None of the women I married knew anything about João. Once I grew up, I never talked about him or about my first weeks at the new school, the new
classmates who drank and smoked hash and sniffed glue and benzine, and went out in the late afternoon setting fire to litter bins and stealing tokens from public phone boxes. You have to rip the whole apparatus off the wall, leaving only a stub of cable, and you stand close by the classmate who’s doing this, then run off with him to a safe place where someone with a screwdriver and a hammer and a chisel breaks through the outer shell into the box containing a handful of tokens that will never be of any use, and although none of that should have struck me as new in relation to what I’d more or less experienced during the previous year, it did. The new school was a hostile environment in a different way, and that wasn’t just because of the way my classmates looked at me and talked to me, but also the way in which João dealt or appeared to deal with it.

17.

João never talked to me in detail about the months that followed the fall.

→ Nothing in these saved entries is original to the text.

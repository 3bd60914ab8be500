//! Batch processing command for many roster screenshots.

use std::fs;
use std::path::{Path, PathBuf};
use std::time::Instant;

use clap::Args;
use console::style;
use glob::glob;
use indicatif::{ProgressBar, ProgressStyle};
use tracing::{debug, error, warn};

use roster_core::models::config::StrategyKind;
use roster_core::{ExtractionResult, RosterPipeline};

use super::process::format_records;
use super::{is_image_path, load_config, EngineArg, OutputFormat, StrategyArg};

/// Arguments for the batch command.
#[derive(Args)]
pub struct BatchArgs {
    /// Input glob pattern (e.g. "screens/*.png")
    #[arg(required = true)]
    input: String,

    /// Output directory
    #[arg(short = 'd', long)]
    output_dir: Option<PathBuf>,

    /// Output format for each file
    #[arg(short, long, value_enum, default_value = "json")]
    format: OutputFormat,

    /// Extraction strategy (default: from config)
    #[arg(short, long, value_enum)]
    strategy: Option<StrategyArg>,

    /// OCR engine (default: from config)
    #[arg(short, long, value_enum)]
    engine: Option<EngineArg>,

    /// Model directory for the ONNX engine
    #[arg(short, long)]
    model_dir: Option<PathBuf>,

    /// Also generate a summary CSV
    #[arg(long)]
    summary: bool,

    /// Continue on error
    #[arg(long)]
    continue_on_error: bool,
}

/// Result of processing a single file.
struct FileResult {
    path: PathBuf,
    result: Option<ExtractionResult>,
    error: Option<String>,
    processing_time_ms: u64,
}

pub async fn run(args: BatchArgs, config_path: Option<&str>) -> anyhow::Result<()> {
    let start = Instant::now();

    let mut config = load_config(config_path)?;
    if let Some(engine) = args.engine {
        config.ocr.engine = engine.into();
    }
    if let Some(ref model_dir) = args.model_dir {
        config.models.model_dir = model_dir.clone();
    }
    let files: Vec<PathBuf> = glob(&args.input)?
        .filter_map(|r| r.ok())
        .filter(|p| is_image_path(p))
        .collect();

    if files.is_empty() {
        anyhow::bail!("No matching files found for pattern: {}", args.input);
    }

    eprintln!(
        "{} Found {} files to process",
        style("ℹ").blue(),
        files.len()
    );

    if let Some(ref output_dir) = args.output_dir {
        fs::create_dir_all(output_dir)?;
    }

    // One engine for the whole run; files are processed in order.
    let pipeline = RosterPipeline::from_config(&config)?;
    let strategy = args
        .strategy
        .map(StrategyKind::from)
        .unwrap_or_else(|| pipeline.default_strategy());

    let pb = ProgressBar::new(files.len() as u64);
    pb.set_style(
        ProgressStyle::default_bar()
            .template("{spinner:.green} [{elapsed_precise}] [{bar:40.cyan/blue}] {pos}/{len} files")?
            .progress_chars("=>-"),
    );

    let mut results = Vec::with_capacity(files.len());

    for path in files {
        let file_start = Instant::now();
        let outcome = pipeline.extract_path(&path, strategy);
        let processing_time_ms = file_start.elapsed().as_millis() as u64;

        match outcome {
            Ok(result) => {
                debug!("{}: {} players", path.display(), result.records.len());
                results.push(FileResult {
                    path,
                    result: Some(result),
                    error: None,
                    processing_time_ms,
                });
            }
            Err(e) => {
                let error_msg = e.to_string();
                if args.continue_on_error {
                    warn!("Failed to process {}: {}", path.display(), error_msg);
                    results.push(FileResult {
                        path,
                        result: None,
                        error: Some(error_msg),
                        processing_time_ms,
                    });
                } else {
                    error!("Failed to process {}: {}", path.display(), error_msg);
                    anyhow::bail!("Processing failed: {}", error_msg);
                }
            }
        }

        pb.inc(1);
    }

    pb.finish_and_clear();

    if let Some(ref output_dir) = args.output_dir {
        for file in &results {
            if let Some(ref result) = file.result {
                write_output(output_dir, &file.path, result, args.format)?;
            }
        }
    }

    if args.summary {
        let summary_path = args
            .output_dir
            .as_ref()
            .map(|d| d.join("summary.csv"))
            .unwrap_or_else(|| PathBuf::from("summary.csv"));

        write_summary(&summary_path, &results)?;
        eprintln!(
            "{} Summary written to {}",
            style("✓").green(),
            summary_path.display()
        );
    }

    let failed: Vec<&FileResult> = results.iter().filter(|r| r.error.is_some()).collect();
    let players: usize = results
        .iter()
        .filter_map(|r| r.result.as_ref())
        .map(|r| r.records.len())
        .sum();

    println!();
    println!(
        "{} Processed {} files in {:?}",
        style("✓").green(),
        results.len(),
        start.elapsed()
    );
    println!(
        "   {} successful, {} failed, {} players",
        style(results.len() - failed.len()).green(),
        style(failed.len()).red(),
        style(players).cyan()
    );

    if !failed.is_empty() {
        println!();
        println!("{}", style("Failed files:").red());
        for file in &failed {
            println!(
                "  - {}: {}",
                file.path.display(),
                file.error.as_deref().unwrap_or("unknown error")
            );
        }
    }

    Ok(())
}

fn write_output(
    output_dir: &Path,
    source: &Path,
    result: &ExtractionResult,
    format: OutputFormat,
) -> anyhow::Result<()> {
    let stem = source
        .file_stem()
        .and_then(|s| s.to_str())
        .unwrap_or("roster");
    let output_path = output_dir.join(format!("{}.{}", stem, format.extension()));

    fs::write(&output_path, format_records(&result.records, format)?)?;
    debug!("Wrote output to {}", output_path.display());
    Ok(())
}

fn write_summary(path: &Path, results: &[FileResult]) -> anyhow::Result<()> {
    let mut wtr = csv::Writer::from_path(path)?;

    wtr.write_record([
        "filename",
        "status",
        "strategy",
        "players",
        "malformed",
        "ambiguous",
        "duplicates",
        "out_of_range",
        "processing_time_ms",
        "extracted_at",
        "error",
    ])?;

    for file in results {
        let filename = file
            .path
            .file_name()
            .and_then(|s| s.to_str())
            .unwrap_or("");
        let time = file.processing_time_ms.to_string();

        match &file.result {
            Some(result) => {
                let stats = result.stats;
                wtr.write_record([
                    filename.to_string(),
                    "success".to_string(),
                    result.strategy.to_string(),
                    result.records.len().to_string(),
                    stats.malformed.to_string(),
                    stats.ambiguous.to_string(),
                    stats.duplicates.to_string(),
                    stats.out_of_range.to_string(),
                    time,
                    result.extracted_at.to_rfc3339(),
                    String::new(),
                ])?;
            }
            None => {
                wtr.write_record([
                    filename.to_string(),
                    "error".to_string(),
                    String::new(),
                    String::new(),
                    String::new(),
                    String::new(),
                    String::new(),
                    String::new(),
                    time,
                    String::new(),
                    file.error.clone().unwrap_or_default(),
                ])?;
            }
        }
    }

    wtr.flush()?;
    Ok(())
}
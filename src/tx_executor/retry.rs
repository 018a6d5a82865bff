//! Retry configuration with exponential backoff

use rand::Rng;
use std::time::Duration;

use crate::config::ExecutorConfig;
use crate::error_classifier::ParsedError;

#[derive(Debug, Clone, PartialEq)]
pub struct RetryConfig {
    /// Maximum number of attempts (including initial attempt)
    pub max_attempts: u32,
    /// Base backoff delay in milliseconds
    pub base_delay_ms: u64,
    /// Maximum backoff delay in milliseconds
    pub max_delay_ms: u64,
    /// Jitter factor (0.0 to 1.0); zero keeps delays exact
    pub jitter_factor: f64,
}

impl Default for RetryConfig {
    fn default() -> Self {
        Self {
            max_attempts: 3,
            base_delay_ms: 2_000,
            max_delay_ms: 30_000,
            jitter_factor: 0.0,
        }
    }
}

impl From<&ExecutorConfig> for RetryConfig {
    fn from(config: &ExecutorConfig) -> Self {
        Self {
            max_attempts: config.max_attempts.max(1),
            base_delay_ms: config.base_retry_delay_ms,
            max_delay_ms: config.max_retry_delay_ms,
            jitter_factor: 0.0,
        }
    }
}

impl RetryConfig {
    pub fn with_max_attempts(mut self, max_attempts: u32) -> Self {
        self.max_attempts = max_attempts.max(1);
        self
    }

    pub fn with_jitter(mut self, jitter_factor: f64) -> Self {
        self.jitter_factor = jitter_factor.clamp(0.0, 1.0);
        self
    }

    /// Delay after the given failed attempt (0-indexed): `base * 2^attempt`, capped
    pub fn calculate_backoff(&self, attempt: u32) -> Duration {
        let exp_backoff = (self.base_delay_ms as f64) * 2_f64.powi(attempt as i32);
        let capped = exp_backoff.min(self.max_delay_ms as f64);

        if self.jitter_factor <= 0.0 {
            return Duration::from_millis(capped as u64);
        }
        let jitter_range = capped * self.jitter_factor;
        let jitter = rand::thread_rng().gen_range(-jitter_range..=jitter_range);
        Duration::from_millis((capped + jitter).max(0.0) as u64)
    }

    /// Only connectivity failures and transient contract conditions qualify
    pub fn should_retry(&self, parsed: Option<&ParsedError>) -> bool {
        parsed.is_some_and(ParsedError::allows_auto_retry)
    }
}

#[cfg(test)]
mod tests {
    use super::*;
    use crate::error_classifier::{ErrorType, Severity};

    #[test]
    fn test_backoff_doubles_from_two_seconds() {
        let config = RetryConfig::default();
        assert_eq!(config.calculate_backoff(0), Duration::from_secs(2));
        assert_eq!(config.calculate_backoff(1), Duration::from_secs(4));
        assert_eq!(config.calculate_backoff(2), Duration::from_secs(8));
        assert_eq!(config.calculate_backoff(10), Duration::from_secs(30));
    }

    #[test]
    fn test_jitter_stays_in_range() {
        let config = RetryConfig::default().with_jitter(0.5);
        for _ in 0..50 {
            let d = config.calculate_backoff(0).as_millis();
            assert!((1_000..=3_000).contains(&d));
        }
    }

    #[test]
    fn test_retry_decision() {
        let config = RetryConfig::default();
        let rejection = ParsedError::new(ErrorType::UserRejection, Severity::Low, true, "x");
        let network = ParsedError::new(ErrorType::NetworkError, Severity::Medium, true, "x");
        let paused = ParsedError::new(ErrorType::ContractError, Severity::Critical, false, "x");
        assert!(!config.should_retry(Some(&rejection)));
        assert!(config.should_retry(Some(&network)));
        assert!(!config.should_retry(Some(&paused)));
        assert!(!config.should_retry(None));
    }

    #[test]
    fn test_from_executor_config() {
        let config = RetryConfig::from(&ExecutorConfig::default());
        assert_eq!(config.max_attempts, 3);
        assert_eq!(config.base_delay_ms, 2_000);
    }
}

He forgave me so easily, became my friend so easily, accepted my decision to go with him to the new school, a thirteen-year-old saint who never expressed the least surprise at what I’d done and never told me what he really felt during that time: if he had dreams too, if he also relived the moment of the
fall each night, if the thud on the floor had sounded the same to him as to me, and if seeing the scene from below had the same effect — if, in his dream, the people at the party were wearing tallits and kippahs, like an army formed up around the throne of David, with me standing above the throne holding an open Torah, and it’s then that the door opens and João sees his father enter pushing a wheelchair, his father surrounded by nurses who all look at João and smile and put João in the wheelchair and the next scene is João in the classroom with his atrophied legs and his toes turned in and his arms grown strong from pushing the wheelchair back and forth.